- DATA TO PROCESS -
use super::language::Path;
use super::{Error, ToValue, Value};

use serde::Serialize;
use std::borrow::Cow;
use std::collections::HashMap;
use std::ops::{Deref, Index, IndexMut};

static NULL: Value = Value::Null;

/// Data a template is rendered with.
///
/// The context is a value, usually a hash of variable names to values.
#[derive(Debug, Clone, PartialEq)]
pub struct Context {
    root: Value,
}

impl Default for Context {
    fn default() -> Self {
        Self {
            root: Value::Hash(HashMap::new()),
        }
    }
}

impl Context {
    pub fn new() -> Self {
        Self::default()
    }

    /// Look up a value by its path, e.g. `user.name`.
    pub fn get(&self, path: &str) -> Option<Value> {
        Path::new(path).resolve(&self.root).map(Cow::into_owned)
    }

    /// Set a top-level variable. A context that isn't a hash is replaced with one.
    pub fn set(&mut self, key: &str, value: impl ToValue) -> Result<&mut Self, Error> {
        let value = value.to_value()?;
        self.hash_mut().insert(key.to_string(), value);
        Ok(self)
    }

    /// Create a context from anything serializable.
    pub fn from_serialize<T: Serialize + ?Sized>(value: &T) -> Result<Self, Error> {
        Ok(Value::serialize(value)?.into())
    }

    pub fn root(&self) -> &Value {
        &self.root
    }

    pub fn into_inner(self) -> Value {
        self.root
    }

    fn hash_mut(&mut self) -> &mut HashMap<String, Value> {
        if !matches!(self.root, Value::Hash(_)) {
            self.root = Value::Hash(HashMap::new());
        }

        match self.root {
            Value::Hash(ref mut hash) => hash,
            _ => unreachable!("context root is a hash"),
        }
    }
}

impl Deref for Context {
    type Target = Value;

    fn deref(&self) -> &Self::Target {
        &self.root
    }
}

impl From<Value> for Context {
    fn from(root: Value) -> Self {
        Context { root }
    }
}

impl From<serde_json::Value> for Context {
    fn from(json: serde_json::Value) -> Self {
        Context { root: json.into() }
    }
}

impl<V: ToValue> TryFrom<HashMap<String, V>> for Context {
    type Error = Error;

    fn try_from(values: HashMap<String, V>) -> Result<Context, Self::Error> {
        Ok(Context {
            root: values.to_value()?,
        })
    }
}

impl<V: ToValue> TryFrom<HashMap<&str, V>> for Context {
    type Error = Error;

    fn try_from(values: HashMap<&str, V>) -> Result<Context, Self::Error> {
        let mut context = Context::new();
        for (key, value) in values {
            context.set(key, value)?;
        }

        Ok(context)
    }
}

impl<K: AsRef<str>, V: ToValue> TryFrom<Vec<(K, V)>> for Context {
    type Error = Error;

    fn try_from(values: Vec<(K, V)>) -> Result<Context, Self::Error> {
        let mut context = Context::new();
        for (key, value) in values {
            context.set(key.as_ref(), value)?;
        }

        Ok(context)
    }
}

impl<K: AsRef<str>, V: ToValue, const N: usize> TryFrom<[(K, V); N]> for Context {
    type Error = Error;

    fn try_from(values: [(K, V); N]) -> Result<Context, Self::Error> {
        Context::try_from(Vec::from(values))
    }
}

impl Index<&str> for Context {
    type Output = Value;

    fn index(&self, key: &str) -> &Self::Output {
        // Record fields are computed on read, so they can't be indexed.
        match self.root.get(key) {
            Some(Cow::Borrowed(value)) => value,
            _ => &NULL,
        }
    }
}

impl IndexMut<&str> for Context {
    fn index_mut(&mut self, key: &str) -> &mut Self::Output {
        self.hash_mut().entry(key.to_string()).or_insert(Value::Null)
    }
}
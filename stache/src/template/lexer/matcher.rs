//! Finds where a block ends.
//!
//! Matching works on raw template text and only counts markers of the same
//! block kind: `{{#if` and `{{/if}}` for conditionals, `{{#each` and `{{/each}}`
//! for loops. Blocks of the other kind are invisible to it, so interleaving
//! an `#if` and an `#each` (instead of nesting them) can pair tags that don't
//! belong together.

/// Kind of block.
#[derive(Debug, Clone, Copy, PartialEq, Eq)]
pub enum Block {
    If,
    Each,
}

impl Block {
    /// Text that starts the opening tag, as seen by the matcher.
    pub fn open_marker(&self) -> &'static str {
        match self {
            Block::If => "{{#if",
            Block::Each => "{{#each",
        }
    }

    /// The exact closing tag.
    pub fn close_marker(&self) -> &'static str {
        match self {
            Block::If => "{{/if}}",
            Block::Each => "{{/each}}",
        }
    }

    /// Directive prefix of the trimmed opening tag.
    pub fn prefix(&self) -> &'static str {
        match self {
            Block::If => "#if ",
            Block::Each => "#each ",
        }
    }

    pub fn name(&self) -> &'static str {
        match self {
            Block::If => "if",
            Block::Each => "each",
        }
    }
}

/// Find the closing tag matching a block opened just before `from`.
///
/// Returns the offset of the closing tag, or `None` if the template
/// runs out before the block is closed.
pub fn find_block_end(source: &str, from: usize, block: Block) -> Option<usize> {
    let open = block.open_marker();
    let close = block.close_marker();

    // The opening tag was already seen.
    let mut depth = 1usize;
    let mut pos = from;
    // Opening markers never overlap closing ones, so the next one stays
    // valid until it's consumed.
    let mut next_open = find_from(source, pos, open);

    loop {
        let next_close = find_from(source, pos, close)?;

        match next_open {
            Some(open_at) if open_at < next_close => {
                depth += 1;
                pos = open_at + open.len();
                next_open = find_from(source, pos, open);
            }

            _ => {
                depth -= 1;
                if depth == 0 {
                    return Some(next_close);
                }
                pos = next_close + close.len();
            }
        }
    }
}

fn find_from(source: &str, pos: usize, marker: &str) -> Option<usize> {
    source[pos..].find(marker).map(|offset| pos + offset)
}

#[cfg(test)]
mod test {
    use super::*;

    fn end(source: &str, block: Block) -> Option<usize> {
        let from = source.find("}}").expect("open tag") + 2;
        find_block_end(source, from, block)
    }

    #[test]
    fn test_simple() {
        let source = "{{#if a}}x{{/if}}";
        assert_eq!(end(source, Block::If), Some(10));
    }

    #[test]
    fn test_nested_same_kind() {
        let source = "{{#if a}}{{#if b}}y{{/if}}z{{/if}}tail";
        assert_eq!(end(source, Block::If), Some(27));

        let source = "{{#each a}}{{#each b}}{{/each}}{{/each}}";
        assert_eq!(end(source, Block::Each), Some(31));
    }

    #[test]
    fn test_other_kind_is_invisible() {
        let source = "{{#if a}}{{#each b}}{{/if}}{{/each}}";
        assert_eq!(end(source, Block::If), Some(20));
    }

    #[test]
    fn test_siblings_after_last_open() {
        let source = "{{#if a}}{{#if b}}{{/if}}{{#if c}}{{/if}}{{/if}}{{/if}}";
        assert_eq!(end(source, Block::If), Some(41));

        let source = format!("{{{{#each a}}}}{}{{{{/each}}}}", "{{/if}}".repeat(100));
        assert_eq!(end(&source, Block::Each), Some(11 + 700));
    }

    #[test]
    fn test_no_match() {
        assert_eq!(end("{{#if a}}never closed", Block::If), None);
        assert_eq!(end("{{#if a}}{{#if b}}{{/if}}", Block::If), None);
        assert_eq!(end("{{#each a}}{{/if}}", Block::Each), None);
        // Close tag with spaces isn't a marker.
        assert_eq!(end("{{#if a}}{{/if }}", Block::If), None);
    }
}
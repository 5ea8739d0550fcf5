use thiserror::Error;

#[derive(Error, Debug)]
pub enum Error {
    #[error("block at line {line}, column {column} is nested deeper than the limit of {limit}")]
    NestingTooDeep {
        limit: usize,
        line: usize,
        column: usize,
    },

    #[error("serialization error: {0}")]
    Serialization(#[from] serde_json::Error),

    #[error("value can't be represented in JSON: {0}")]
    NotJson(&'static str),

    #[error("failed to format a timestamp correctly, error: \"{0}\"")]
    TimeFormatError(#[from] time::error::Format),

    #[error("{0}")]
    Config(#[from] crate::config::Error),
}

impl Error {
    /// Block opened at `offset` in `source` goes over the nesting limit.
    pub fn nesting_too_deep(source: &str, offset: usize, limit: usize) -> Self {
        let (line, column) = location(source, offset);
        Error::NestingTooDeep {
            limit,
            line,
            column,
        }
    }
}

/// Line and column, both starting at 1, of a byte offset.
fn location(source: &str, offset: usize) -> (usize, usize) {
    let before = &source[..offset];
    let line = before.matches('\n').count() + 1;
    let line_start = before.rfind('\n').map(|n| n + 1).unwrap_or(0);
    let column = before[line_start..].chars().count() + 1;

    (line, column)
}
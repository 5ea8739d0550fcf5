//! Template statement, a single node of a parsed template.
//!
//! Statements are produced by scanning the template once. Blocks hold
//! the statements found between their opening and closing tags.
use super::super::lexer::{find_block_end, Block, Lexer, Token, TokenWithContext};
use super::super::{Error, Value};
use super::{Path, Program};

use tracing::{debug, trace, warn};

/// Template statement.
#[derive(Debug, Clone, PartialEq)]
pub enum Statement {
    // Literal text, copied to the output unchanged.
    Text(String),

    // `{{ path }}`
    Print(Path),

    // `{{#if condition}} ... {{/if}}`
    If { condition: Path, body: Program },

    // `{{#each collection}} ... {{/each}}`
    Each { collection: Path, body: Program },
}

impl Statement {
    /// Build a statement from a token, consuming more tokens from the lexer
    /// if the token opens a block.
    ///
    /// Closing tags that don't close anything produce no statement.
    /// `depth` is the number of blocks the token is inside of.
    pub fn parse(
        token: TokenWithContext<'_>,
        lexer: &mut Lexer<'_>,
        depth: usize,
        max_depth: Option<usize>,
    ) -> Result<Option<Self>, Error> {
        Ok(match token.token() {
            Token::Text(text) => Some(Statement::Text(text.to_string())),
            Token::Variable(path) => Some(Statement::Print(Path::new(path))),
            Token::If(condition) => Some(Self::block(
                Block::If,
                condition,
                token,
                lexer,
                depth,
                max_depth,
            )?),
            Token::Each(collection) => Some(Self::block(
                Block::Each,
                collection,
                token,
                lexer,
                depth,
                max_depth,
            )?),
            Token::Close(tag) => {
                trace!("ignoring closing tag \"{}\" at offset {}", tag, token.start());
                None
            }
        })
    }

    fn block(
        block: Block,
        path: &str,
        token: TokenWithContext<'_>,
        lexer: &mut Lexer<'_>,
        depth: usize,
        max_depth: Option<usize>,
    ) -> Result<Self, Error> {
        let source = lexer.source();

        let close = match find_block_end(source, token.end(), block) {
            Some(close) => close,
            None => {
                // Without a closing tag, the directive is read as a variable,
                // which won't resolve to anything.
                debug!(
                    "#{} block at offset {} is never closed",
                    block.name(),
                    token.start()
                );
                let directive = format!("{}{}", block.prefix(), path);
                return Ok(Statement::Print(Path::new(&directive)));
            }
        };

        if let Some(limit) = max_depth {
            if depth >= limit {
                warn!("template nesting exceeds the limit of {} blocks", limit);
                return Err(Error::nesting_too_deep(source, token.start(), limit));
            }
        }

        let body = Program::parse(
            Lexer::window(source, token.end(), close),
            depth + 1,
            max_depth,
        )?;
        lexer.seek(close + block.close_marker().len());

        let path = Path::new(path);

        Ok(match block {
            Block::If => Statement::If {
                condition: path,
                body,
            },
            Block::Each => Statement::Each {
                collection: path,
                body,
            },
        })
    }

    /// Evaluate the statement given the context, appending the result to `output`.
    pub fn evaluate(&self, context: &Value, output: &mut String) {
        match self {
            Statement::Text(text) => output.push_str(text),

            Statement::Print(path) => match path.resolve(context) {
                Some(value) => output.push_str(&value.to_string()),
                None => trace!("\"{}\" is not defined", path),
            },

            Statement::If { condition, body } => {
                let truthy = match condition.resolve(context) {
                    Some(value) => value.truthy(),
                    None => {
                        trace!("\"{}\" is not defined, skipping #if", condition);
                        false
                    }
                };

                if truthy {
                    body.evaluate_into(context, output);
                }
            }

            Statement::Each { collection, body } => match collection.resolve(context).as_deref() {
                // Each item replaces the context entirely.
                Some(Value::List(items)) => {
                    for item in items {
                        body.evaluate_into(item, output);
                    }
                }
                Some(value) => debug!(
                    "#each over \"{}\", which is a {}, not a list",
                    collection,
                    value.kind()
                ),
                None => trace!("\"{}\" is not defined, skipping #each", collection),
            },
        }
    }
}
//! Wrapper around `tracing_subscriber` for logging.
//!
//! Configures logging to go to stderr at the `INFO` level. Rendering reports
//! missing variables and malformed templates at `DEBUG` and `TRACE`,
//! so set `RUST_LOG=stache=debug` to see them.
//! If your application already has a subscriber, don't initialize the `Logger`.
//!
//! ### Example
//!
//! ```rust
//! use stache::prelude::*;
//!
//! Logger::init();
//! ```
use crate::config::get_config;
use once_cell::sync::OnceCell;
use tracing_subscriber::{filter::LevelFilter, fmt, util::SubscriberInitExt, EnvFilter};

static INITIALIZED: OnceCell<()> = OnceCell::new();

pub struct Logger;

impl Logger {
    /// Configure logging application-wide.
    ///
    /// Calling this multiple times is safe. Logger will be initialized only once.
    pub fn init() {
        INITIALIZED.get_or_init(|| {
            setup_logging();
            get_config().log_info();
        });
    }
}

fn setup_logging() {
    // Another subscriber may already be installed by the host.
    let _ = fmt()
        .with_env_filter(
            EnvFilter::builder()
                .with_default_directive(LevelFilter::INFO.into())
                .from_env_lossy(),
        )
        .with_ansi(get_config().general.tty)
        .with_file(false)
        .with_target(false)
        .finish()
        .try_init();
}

- TASK REQUIREMENTS -
Print, unaltered, every line from the beginning of the material down to the line with "pub fn set(&mut".

- SOLUTION -
use super::language::Path;
use super::{Error, ToValue, Value};

use serde::Serialize;
use std::borrow::Cow;
use std::collections::HashMap;
use std::ops::{Deref, Index, IndexMut};

static NULL: Value = Value::Null;

/// Data a template is rendered with.
///
/// The context is a value, usually a hash of variable names to values.
#[derive(Debug, Clone, PartialEq)]
pub struct Context {
    root: Value,
}

impl Default for Context {
    fn default() -> Self {
        Self {
            root: Value::Hash(HashMap::new()),
        }
    }
}

impl Context {
    pub fn new() -> Self {
        Self::default()
    }

    /// Look up a value by its path, e.g. `user.name`.
    pub fn get(&self, path: &str) -> Option<Value> {
        Path::new(path).resolve(&self.root).map(Cow::into_owned)
    }

    /// Set a top-level variable. A context that isn't a hash is replaced with one.
    pub fn set(&mut self, key: &str, value: impl ToValue) -> Result<&mut Self, Error> {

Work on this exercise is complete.